Una larga espera llegó ayer a su fin para Atlético Tucumán, uno de los clubes más antiguos del fútbol argentino, que consiguió el ansiado ascenso a Primera división y militará en esa categoría por primera vez desde que los torneos organizados por la AFA fueron reestructurados en 1986.

El Decano accedió a la nueva estructura del fútbol profesional en 1987, un año después de la creación de lo que es ahora la Primera B Nacional, pero tuvo que esperar 22 años para dar el gran salto a la categoría mayor.

En medio de esos momentos soportó más frustraciones que alegrías ya que el ascenso se le escapó en tres ocasiones (1989, 1996 y 1999) hasta que llegó el momento más duro cuando descendió al Argentino A.

En esa categoría jugó seis temporadas y retornó a la B Nacional el año pasado, con un equipo conducido por Jorge Solari que derrotó en la final a Racing de Córdoba.

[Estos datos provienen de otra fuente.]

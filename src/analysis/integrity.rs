//! Data-integrity checks used by the self-test mode.

use crate::models::{FinancialTable, PortfolioSummary};
use serde::Serialize;

/// Absolute tolerance for the recomputed totals.
const TOTAL_TOLERANCE: f64 = 1000.0;

/// Outcome of a single integrity check.
#[derive(Debug, Clone, Serialize)]
pub struct IntegrityCheck {
    pub name: &'static str,
    pub passed: bool,
    pub message: String,
}

impl IntegrityCheck {
    fn new(name: &'static str, passed: bool, message: String) -> Self {
        Self {
            name,
            passed,
            message,
        }
    }
}

/// Recompute the headline figures independently and compare them with
/// `summary`.
pub fn integrity_checks(table: &FinancialTable, summary: &PortfolioSummary) -> Vec<IntegrityCheck> {
    let records = table.records();
    let mut checks = Vec::with_capacity(5);

    let expected_revenue: f64 = records.iter().map(|r| r.revenue).sum();
    checks.push(IntegrityCheck::new(
        "Revenue Calculation",
        (expected_revenue - summary.total_revenue).abs() < TOTAL_TOLERANCE,
        format!(
            "Expected: {:.0}, Got: {:.0}",
            expected_revenue, summary.total_revenue
        ),
    ));

    let expected_income: f64 = records.iter().map(|r| r.net_income).sum();
    checks.push(IntegrityCheck::new(
        "Net Income Calculation",
        (expected_income - summary.total_net_income).abs() < TOTAL_TOLERANCE,
        format!(
            "Expected: {:.0}, Got: {:.0}",
            expected_income, summary.total_net_income
        ),
    ));

    let mut names: Vec<&str> = records.iter().map(|r| r.company.as_str()).collect();
    names.sort_unstable();
    names.dedup();
    checks.push(IntegrityCheck::new(
        "Company Count",
        names.len() == summary.total_companies,
        format!("Expected: {}, Got: {}", names.len(), summary.total_companies),
    ));

    let all_finite = records
        .iter()
        .all(|r| r.revenue.is_finite() && r.expenses.is_finite() && r.net_income.is_finite());
    checks.push(IntegrityCheck::new(
        "Numeric Data Types",
        all_finite,
        if all_finite {
            "All financial columns are numeric".to_string()
        } else {
            "Some financial columns are not numeric".to_string()
        },
    ));

    // the loader rejects rows with missing critical cells, so every row must be counted
    checks.push(IntegrityCheck::new(
        "Record Count",
        records.len() == summary.total_records,
        format!("Expected: {}, Got: {}", records.len(), summary.total_records),
    ));

    checks
}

La base de ese equipo le dio forma al plantel actual que, tras el alejamiento de Solari, quedó en manos del técnico Héctor Rivoira, quien conservó la columna vertebral conformada por Ischuk, Bressán, Montiglio, Granero, Erroz, Sarría, Longo y Rodríguez, pero le puso su sello con la contratación de jugadores de experiencia como Valdiviezo, Páez, Azconzábal, Musto, Lujambio, Castro, Matías García, Reynoso, Pereyra, Gutiérrez, Dematei, Dei Rossi y Quiroga, para darle forma al grupo que encaró el desafío de buscar el ascenso y ayer lo consiguió.